El propio capitán Whalley (habría ingresado en la Armada de no haber fallecido su padre antes de que tuviese catorce años) tenía cierto aire de grandeza que no habría desmerecido en un veterano y glorioso almirante. Pero como brizna de paja en el torbellino de un torrente, se perdió en la ebullición de una humanidad morena y amarilla que llenaba una calle que, por contraste con la vasta y amplia que acababa de dejar, parecía un callejón absolutamente desbordante de vida. Las paredes de las casas eran azules; las tiendas de los chinos abrían sus fauces como guaridas cavernosas; montones de mercancías indescriptibles colmaban la sombra de la larga hilera de arcos, y la ardiente serenidad de la puesta de sol llenaba el centro de la calle, de punta a cabo, de un resplandor semejante al reflejo de un fuego. Caía sobre los colores vivos y las caras obscuras de la muchedumbre descalza, sobre las espaldas amarillas de los coolies semidesnudos que tropezaban unos con otros, sobre los correajes de un alto soldado de caballería Sij, de barba partida y gran mostacho, que estaba de centinela a la puerta de los edificios de la policía. Por encima de las innumerables cabezas, envuelto en un halo de polvo rojo, el tranvía de cable parecía enorme y navegaba cautamente remontando la corriente humana, tocando sin cesar la bocina, a la manera de un vapor que avanzase a tientas en la niebla.

El capitán Whalley emergió en el otro lado como un buzo, y se quitó el sombrero en una sombra desierta que había entre paredes de tiendas cerradas, para secarse el sudor de la frente. La profesión de patrona de una casa de huéspedes comportaba cierta mala nota. Se decía de esas mujeres que eran rapaces, sin escrúpulos y falsas; y aunque él no condenaba a ninguna categoría de concriaturas -¡Dios le librase!- le resultaba inverosímil que un Whalley se expusiese a esas sospechas.

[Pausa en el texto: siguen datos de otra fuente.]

//! Table construction scenarios, end to end through the public API.

use qname_enum::table::{build, check_enum, codes, EnumRegistry};
use qname_enum::{
    BaseTypeKind, EnumDescription, MemberDescription, QNameEnumType, QualifiedName,
    StructuralViolation, TableEntry, ValueOverride, WireType,
};
use rstest::rstest;

fn urn_x() -> EnumDescription {
    EnumDescription::new("com.acme.Letters").with_package_namespace("urn:x")
}

fn local(name: &str, local_part: &str) -> MemberDescription {
    MemberDescription::new(name).with_override(ValueOverride::default().with_local_part(local_part))
}

#[test]
fn test_scenario_override_and_exclusion() {
    let desc = urn_x()
        .with_member(MemberDescription::new("A"))
        .with_member(local("B", "bee"))
        .with_member(MemberDescription::new("C").with_override(ValueOverride::excluded()));

    let table = build(&desc).unwrap();
    let entries: Vec<_> = table.iter().collect();

    assert_eq!(
        entries,
        vec![
            ("A", &TableEntry::Resolved(QualifiedName::new("urn:x", "A"))),
            ("B", &TableEntry::Resolved(QualifiedName::new("urn:x", "bee"))),
        ]
    );
    assert!(!table.contains("C"), "excluded member must have no entry");
}

#[test]
fn test_scenario_unknown_marker() {
    let desc = urn_x()
        .with_member(MemberDescription::new("A"))
        .with_member(MemberDescription::unknown("UNKNOWN"));

    let table = build(&desc).unwrap();
    let entries: Vec<_> = table.iter().collect();

    assert_eq!(
        entries,
        vec![
            ("A", &TableEntry::Resolved(QualifiedName::new("urn:x", "A"))),
            ("UNKNOWN", &TableEntry::Unknown),
        ]
    );
    assert_eq!(table.unknown_marker(), Some("UNKNOWN"));
}

#[rstest]
#[case(None, Some("urn:pkg"), "urn:pkg")]
#[case(Some("urn:declared"), Some("urn:pkg"), "urn:declared")]
#[case(Some("urn:declared"), None, "urn:declared")]
#[case(None, None, "")]
fn test_namespace_fallback_chain(
    #[case] declared: Option<&str>,
    #[case] package: Option<&str>,
    #[case] expected: &str,
) {
    let mut desc = EnumDescription::new("T").with_member(MemberDescription::new("A"));
    desc.declared_namespace = declared.map(Into::into);
    desc.package_default_namespace = package.map(Into::into);

    let table = build(&desc).unwrap();
    assert_eq!(table.qualified_name("A"), Some(&QualifiedName::new(expected, "A")));
}

#[rstest]
#[case::same_local_part(local("B", "A"))]
#[case::same_namespace_override(
    MemberDescription::new("B").with_override(
        ValueOverride::default().with_namespace("urn:x").with_local_part("A")
    )
)]
fn test_duplicate_qualified_name_fails(#[case] colliding: MemberDescription) {
    let desc = urn_x()
        .with_member(MemberDescription::new("A"))
        .with_member(colliding)
        .with_member(MemberDescription::new("Z"));

    match build(&desc) {
        Err(StructuralViolation::DuplicateQualifiedName { qname, first, second, .. }) => {
            assert_eq!(qname, QualifiedName::new("urn:x", "A"));
            assert_eq!(&*first, "A");
            assert_eq!(&*second, "B");
        }
        other => panic!("expected duplicate qname violation, got {:?}", other),
    }
}

#[test]
fn test_same_local_part_different_namespace_is_fine() {
    let desc = urn_x().with_member(MemberDescription::new("A")).with_member(
        MemberDescription::new("B").with_override(
            ValueOverride::default().with_namespace("urn:y").with_local_part("A"),
        ),
    );

    let table = build(&desc).unwrap();
    assert_eq!(table.symbol_for(&QualifiedName::new("urn:x", "A")), Some("A"));
    assert_eq!(table.symbol_for(&QualifiedName::new("urn:y", "A")), Some("B"));
}

#[test]
fn test_duplicate_unknown_marker_fails() {
    let desc = urn_x()
        .with_member(MemberDescription::unknown("U1"))
        .with_member(MemberDescription::new("A"))
        .with_member(MemberDescription::unknown("U2"));

    let err = build(&desc).unwrap_err();
    assert!(matches!(err, StructuralViolation::DuplicateUnknownMarker { .. }));
    assert!(err.to_string().contains("com.acme.Letters"));
}

#[test]
fn test_build_is_idempotent() {
    let desc = urn_x()
        .with_member(MemberDescription::new("A"))
        .with_member(local("B", "bee"))
        .with_member(MemberDescription::unknown("UNKNOWN"));

    assert_eq!(build(&desc).unwrap(), build(&desc).unwrap());
}

#[test]
fn test_reverse_lookup_without_unknown_marker() {
    let desc = urn_x().with_member(MemberDescription::new("A"));
    let table = build(&desc).unwrap();

    assert_eq!(table.symbol_for(&QualifiedName::new("urn:x", "B")), None);
}

#[rstest]
#[case(BaseTypeKind::QName, WireType::QName)]
#[case(BaseTypeKind::Uri, WireType::AnyUri)]
fn test_type_model_wire_type(#[case] base: BaseTypeKind, #[case] expected: WireType) {
    let desc = urn_x().with_base_type(base).with_member(MemberDescription::new("A"));

    let model = QNameEnumType::new(&desc).unwrap();
    assert_eq!(model.wire_type(), expected);
    assert_eq!(model.namespace(), "urn:x");
}

#[test]
fn test_registry_shares_models_across_threads() {
    let registry = EnumRegistry::new();
    let desc = urn_x().with_member(MemberDescription::new("A"));

    std::thread::scope(|s| {
        for _ in 0..8 {
            s.spawn(|| {
                let model = registry.get_or_build(&desc).unwrap();
                assert_eq!(model.table().len(), 1);
            });
        }
    });

    assert_eq!(registry.len(), 1);
}

#[test]
fn test_checker_agrees_with_builder() {
    let desc = urn_x()
        .with_member(MemberDescription::new("A"))
        .with_member(local("B", "A"));

    let err = build(&desc).unwrap_err();
    let diagnostics = check_enum(&desc);

    assert_eq!(diagnostics.len(), 1);
    assert_eq!(diagnostics[0].code, codes::DUPLICATE_QUALIFIED_NAME);
    assert_eq!(diagnostics[0].code, err.code());
    assert_eq!(&*diagnostics[0].message, err.to_string());
}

Pero no había querido discutir con ella. Confiaba en que ella compartía sus sentimientos; lo sentía por ella; tenía confianza en su buen juicio; consideraba un don digno de gratitud el poder ayudarla una vez más… pero en lo más hondo de su aristocrático corazón le hubiese resultado más fácil reconciliarse con la idea de que se hiciese marinera. Recordaba vagamente que años atrás había leído una obra conmovedora llamada «Canto de la Blusa». Estaba muy bien hacer canciones sobre pobres mujeres. ¡La nieta del coronel Whalley, patrona de una posada! ¡Uf! Se volvió a poner el sombrero, metió las manos en los bolsillos, y deteniéndose un instante a aplicar una cerilla encendida a la punta de un cheroot barato, echó una amarga bocanada de humo a un mundo que podía guardarle a uno tales sorpresas.